ABS is used in a wide range of industries because of its special characteristics, which include strong mechanical reaction, chemical resistance, excellent surface finish, and processing quality [1]. ABS is a robust and durable resin that is chemically resistant, although it is vulnerable to polar solvents. It has better compressive characteristics than HIPS and a slightly higher thermal distortion temperature. Acrylonitrile butadiene styrene has a large processing window and may be handled on a wide range of machines. Extrusion, injection molding, and blow moulding are all possibilities. It has a low melting point, making it ideal for additive manufacturing processes on a fused deposition modelling machine [3].
The most popular of all additive manufacturing (AM) processes is Fused Deposition Modeling (FDM), often known as Fused Filament Fabrication (FFF). This is owing to its low cost, simplicity of usage, and wide range of commercially accessible materials. FFF frequently uses polymers such as acrylonitrile butadiene styrene (ABS), polycarbonate (PC), polylactic acid (PLA), and polyether ether ketone (PEEK) [4].
A heating block, an extruder (nozzle), and a platform make up fused deposition machines.
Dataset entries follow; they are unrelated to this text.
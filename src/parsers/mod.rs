pub mod rpgmaker;
pub mod tabular;
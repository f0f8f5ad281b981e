use std::fs;
use std::path::Path;

use chardetng::EncodingDetector;
use encoding_rs::{Encoding, UTF_8};
use serde::Serialize;
use tracing::warn;

use crate::error::StoreError;

#[derive(Debug, Serialize)]
pub struct EncodingCandidate {
    pub name: String,
    pub confidence: f32,
}

#[derive(Debug, Serialize)]
pub struct EncodingDetectionResult {
    pub best: String,
    pub confidence: f32,
    pub candidates: Vec<EncodingCandidate>,
}

const UTF8_BOM: &[u8] = &[0xEF, 0xBB, 0xBF];

fn guess(bytes: &[u8]) -> &'static Encoding {
    if bytes.starts_with(UTF8_BOM) {
        return UTF_8;
    }
    let mut detector = EncodingDetector::new();
    detector.feed(bytes, true);
    detector.guess(None, true)
}

pub fn detect(bytes: &[u8]) -> EncodingDetectionResult {
    if bytes.starts_with(UTF8_BOM) {
        return EncodingDetectionResult {
            best: "utf-8-sig".into(),
            confidence: 0.99,
            candidates: vec![
                EncodingCandidate {
                    name: "utf-8-sig".into(),
                    confidence: 0.99,
                },
                EncodingCandidate {
                    name: "utf-8".into(),
                    confidence: 0.90,
                },
            ],
        };
    }

    let decoded = decode_guessed(bytes);
    let best = decoded.encoding.to_lowercase();
    let confidence = decoded.confidence();

    let mut candidates = vec![EncodingCandidate {
        name: best.clone(),
        confidence,
    }];

    // Legacy spreadsheets exported on Vietnamese Windows are often cp1258,
    // which detectors confuse with cp1252.
    if best == "windows-1252" {
        candidates.push(EncodingCandidate {
            name: "windows-1258".into(),
            confidence: (confidence - 0.10).max(0.0),
        });
    } else if best == "shift_jis" {
        candidates.push(EncodingCandidate {
            name: "windows-31j".into(),
            confidence: (confidence - 0.03).max(0.0),
        });
    }

    if best == "utf-8" {
        candidates.push(EncodingCandidate {
            name: "utf-8-sig".into(),
            confidence: (confidence - 0.20).max(0.0),
        });
    }

    EncodingDetectionResult {
        best,
        confidence,
        candidates,
    }
}

/// One decode with the guessed encoding, shared by detection and loading.
struct Decoded {
    text: String,
    encoding: &'static str,
    had_errors: bool,
}

impl Decoded {
    /// Replacement characters mean a bad guess; otherwise more text, more trust.
    fn confidence(&self) -> f32 {
        if self.had_errors {
            return 0.35;
        }
        match self.text.len() {
            0..=63 => 0.55,
            64..=511 => 0.70,
            512..=4095 => 0.82,
            _ => 0.90,
        }
    }
}

fn decode_guessed(bytes: &[u8]) -> Decoded {
    let (text, used, had_errors) = guess(bytes).decode(bytes);
    Decoded {
        text: text.into_owned(),
        encoding: used.name(),
        had_errors,
    }
}

/// Decodes uploaded bytes with the detected encoding (BOM removed).
pub fn decode(bytes: &[u8]) -> (String, &'static str) {
    let decoded = decode_guessed(bytes);
    if decoded.had_errors {
        warn!(encoding = decoded.encoding, "input had undecodable bytes, replaced");
    }
    (decoded.text, decoded.encoding)
}

pub fn read_text(path: &Path) -> Result<(String, &'static str), StoreError> {
    let bytes = fs::read(path)?;
    Ok(decode(&bytes))
}
#[cfg(test)]
mod tests {
    use super::*;
    use crate::test_support::{EchoCompleter, RecordingSleeper, ScriptedCompleter};

    fn echo_core(dir: &std::path::Path) -> Core {
        Core::with_backend(
            dir.to_path_buf(),
            AppSettings::default(),
            Dictionary::default(),
            Box::new(|_: &AiConfig| -> Result<Box<dyn Completer>, AiError> {
                Ok(Box::new(EchoCompleter::default()))
            }),
            Box::new(RecordingSleeper::default()),
        )
    }

    fn call(core: &mut Core, req: Value) -> (Value, Vec<Value>) {
        let mut events = Vec::new();
        let line = core.handle(&req.to_string(), &mut |e: Value| events.push(e));
        (serde_json::from_str(&line).unwrap(), events)
    }

    #[test]
    fn ping_and_unknown() {
        let dir = tempfile::tempdir().unwrap();
        let mut core = echo_core(dir.path());

        let (resp, _) = call(&mut core, json!({"id": 1, "cmd": "ping"}));
        assert_eq!(resp["status"], "ok");
        assert_eq!(resp["id"], 1);

        let (resp, _) = call(&mut core, json!({"id": 2, "cmd": "nope"}));
        assert_eq!(resp["status"], "error");
        assert_eq!(resp["message"], "unknown command");

        let line = core.handle("{not json", &mut |_: Value| {});
        assert!(line.contains("invalid json"));
    }

    #[test]
    fn table_flow_end_to_end() {
        let dir = tempfile::tempdir().unwrap();
        let mut core = echo_core(dir.path());

        let (resp, _) = call(
            &mut core,
            json!({"id": 1, "cmd": "table.load", "payload": {
                "file_name": "menu.csv",
                "text": "jp,note\nこんにちは,greet\nありがとう,thanks\nさようなら,bye"
            }}),
        );
        assert_eq!(resp["status"], "ok", "{resp}");
        assert_eq!(resp["payload"]["table"]["rows"].as_array().unwrap().len(), 3);

        let (resp, events) = call(
            &mut core,
            json!({"id": 2, "cmd": "table.translate_all", "payload": {"batch_size": 2}}),
        );
        assert_eq!(resp["status"], "ok", "{resp}");
        assert_eq!(resp["payload"]["report"]["batches"], 2);
        assert_eq!(events.len(), 2);
        assert_eq!(events[0]["event"], "progress");
        assert_eq!(events[1]["progress"]["translated"], 3);

        let table = &resp["payload"]["table"];
        assert_eq!(table["header"][2], "translation");
        assert_eq!(table["rows"][0][2], "[vi] こんにちは");

        let (resp, _) = call(&mut core, json!({"id": 3, "cmd": "table.export", "payload": {}}));
        assert_eq!(resp["payload"]["file_name"], "menu_translated.csv");
        assert_eq!(resp["payload"]["complete"], true);

        let (resp, _) = call(
            &mut core,
            json!({"id": 4, "cmd": "table.export", "payload": {"dir": dir.path().to_str().unwrap()}}),
        );
        let path = resp["payload"]["path"].as_str().unwrap().to_string();
        assert!(std::fs::read_to_string(path).unwrap().starts_with("jp,note,translation\n"));
    }

    #[test]
    fn table_commands_need_a_loaded_file() {
        let dir = tempfile::tempdir().unwrap();
        let mut core = echo_core(dir.path());

        let (resp, _) = call(&mut core, json!({"id": 1, "cmd": "table.reset"}));
        assert_eq!(resp["status"], "error");

        let (resp, _) = call(
            &mut core,
            json!({"id": 2, "cmd": "table.load", "payload": {"file_name": "x.csv", "text": "  "}}),
        );
        assert_eq!(resp["status"], "error");
    }

    #[test]
    fn json_flow_with_manual_edit() {
        let dir = tempfile::tempdir().unwrap();
        let mut core = echo_core(dir.path());

        let (resp, _) = call(
            &mut core,
            json!({"id": 1, "cmd": "json.load", "payload": {
                "file_name": "System.json",
                "text": r#"{"gameTitle":"勇者","terms":{"basic":["レベル","HP"]},"faceName":"Actor1"}"#
            }}),
        );
        assert_eq!(resp["status"], "ok", "{resp}");
        assert_eq!(resp["payload"]["entries"].as_array().unwrap().len(), 3);

        let (resp, _) = call(
            &mut core,
            json!({"id": 2, "cmd": "json.mutate_entry", "payload": {"index": 0, "translation": "Dũng sĩ"}}),
        );
        assert_eq!(resp["status"], "ok");

        let (resp, _) = call(&mut core, json!({"id": 3, "cmd": "json.export", "payload": {"lang": "vi"}}));
        assert_eq!(resp["payload"]["file_name"], "System_vi.json");
        let doc: Value = serde_json::from_str(resp["payload"]["content"].as_str().unwrap()).unwrap();
        assert_eq!(doc["gameTitle"], "Dũng sĩ");
        assert_eq!(doc["faceName"], "Actor1");
    }

    #[test]
    fn dictionary_is_saved_and_applied() {
        let dir = tempfile::tempdir().unwrap();
        let mut core = echo_core(dir.path());

        let (resp, _) = call(
            &mut core,
            json!({"id": 1, "cmd": "dictionary.save", "payload": {"entries": [
                {"find": "Hero", "replace": "Anh hùng"},
                {"find": "", "replace": "x"}
            ]}}),
        );
        assert_eq!(resp["payload"]["entries"].as_array().unwrap().len(), 1);

        let (resp, _) = call(
            &mut core,
            json!({"id": 2, "cmd": "dictionary.apply", "payload": {"text": "Hero rises"}}),
        );
        assert_eq!(resp["payload"]["text"], "Anh hùng rises");

        assert_eq!(dictionary::load(dir.path()).len(), 1);
    }

    #[test]
    fn settings_round_trip() {
        let dir = tempfile::tempdir().unwrap();
        let mut core = echo_core(dir.path());

        let (resp, _) = call(
            &mut core,
            json!({"id": 1, "cmd": "settings.save", "payload": {"settings": {"model": "gpt-4o", "tabular_batch_size": 0}}}),
        );
        assert_eq!(resp["payload"]["settings"]["model"], "gpt-4o");
        assert_eq!(resp["payload"]["settings"]["tabular_batch_size"], 1);

        let (resp, _) = call(&mut core, json!({"id": 2, "cmd": "settings.get"}));
        assert_eq!(resp["payload"]["settings"]["model"], "gpt-4o");
        assert_eq!(settings::load(dir.path()).unwrap().model, "gpt-4o");
    }

    #[test]
    fn quiz_validation_error_is_reported() {
        let dir = tempfile::tempdir().unwrap();
        let mut core = Core::with_backend(
            dir.path().to_path_buf(),
            AppSettings::default(),
            Dictionary::default(),
            Box::new(|_: &AiConfig| -> Result<Box<dyn Completer>, AiError> {
                Ok(Box::new(ScriptedCompleter::new(vec![Ok("no json here".into())])))
            }),
            Box::new(RecordingSleeper::default()),
        );

        let (resp, _) = call(
            &mut core,
            json!({"id": 1, "cmd": "quiz.generate", "payload": {"topic": "Lịch sử"}}),
        );
        assert_eq!(resp["status"], "error");
        assert_eq!(resp["message"], "Phản hồi AI không chứa JSON");
    }

    #[test]
    fn missing_api_key_fails_before_any_call() {
        let dir = tempfile::tempdir().unwrap();
        let mut core = Core::with_backend(
            dir.path().to_path_buf(),
            AppSettings::default(),
            Dictionary::default(),
            Box::new(|_: &AiConfig| -> Result<Box<dyn Completer>, AiError> {
                Err(AiError::Config("api_key is required".into()))
            }),
            Box::new(RecordingSleeper::default()),
        );

        call(
            &mut core,
            json!({"id": 1, "cmd": "table.load", "payload": {"file_name": "a.csv", "text": "a\nx"}}),
        );
        let (resp, events) = call(&mut core, json!({"id": 2, "cmd": "table.translate_all"}));
        assert_eq!(resp["status"], "error");
        assert!(events.is_empty());
    }

    #[test]
    fn number_tools() {
        let dir = tempfile::tempdir().unwrap();
        let mut core = echo_core(dir.path());

        let (resp, _) = call(
            &mut core,
            json!({"id": 1, "cmd": "number.parse", "payload": {"text": "1.234.567 đ"}}),
        );
        assert_eq!(resp["payload"]["value"], 1_234_567.0);

        let (resp, _) = call(
            &mut core,
            json!({"id": 2, "cmd": "number.format", "payload": {"value": 1500000, "currency": true}}),
        );
        assert_eq!(resp["payload"]["text"], "1.500.000 ₫");

        let (resp, _) = call(
            &mut core,
            json!({"id": 3, "cmd": "loan.schedule", "payload": {
                "principal": "12.000.000", "annual_rate": 12, "months": 12, "method": "declining"
            }}),
        );
        assert_eq!(resp["status"], "ok", "{resp}");
        assert_eq!(resp["payload"]["total_interest"], 780_000.0);

        for months in [4_294_967_295_u64, 1_000_000_000_000] {
            let (resp, _) = call(
                &mut core,
                json!({"id": 4, "cmd": "loan.schedule", "payload": {
                    "principal": 1000, "annual_rate": 5, "months": months
                }}),
            );
            assert_eq!(resp["status"], "error");
        }
    }
}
The heater and the nozzle are set on a moveable frame that moves freely in relation to the building base or the other way around. After being placed in the heater block, the filament feedstock is partially melted. Through the nozzle, the material is extruded. Figure 1. shows how to do this operation. The G-code provides instructions that are processed. G-codes are lines of instructions that contain the coordinates that the nozzle should follow. The distance between the nozzle and the platform is increased once a layer of material has been extruded in order to extrude another layer of material [5].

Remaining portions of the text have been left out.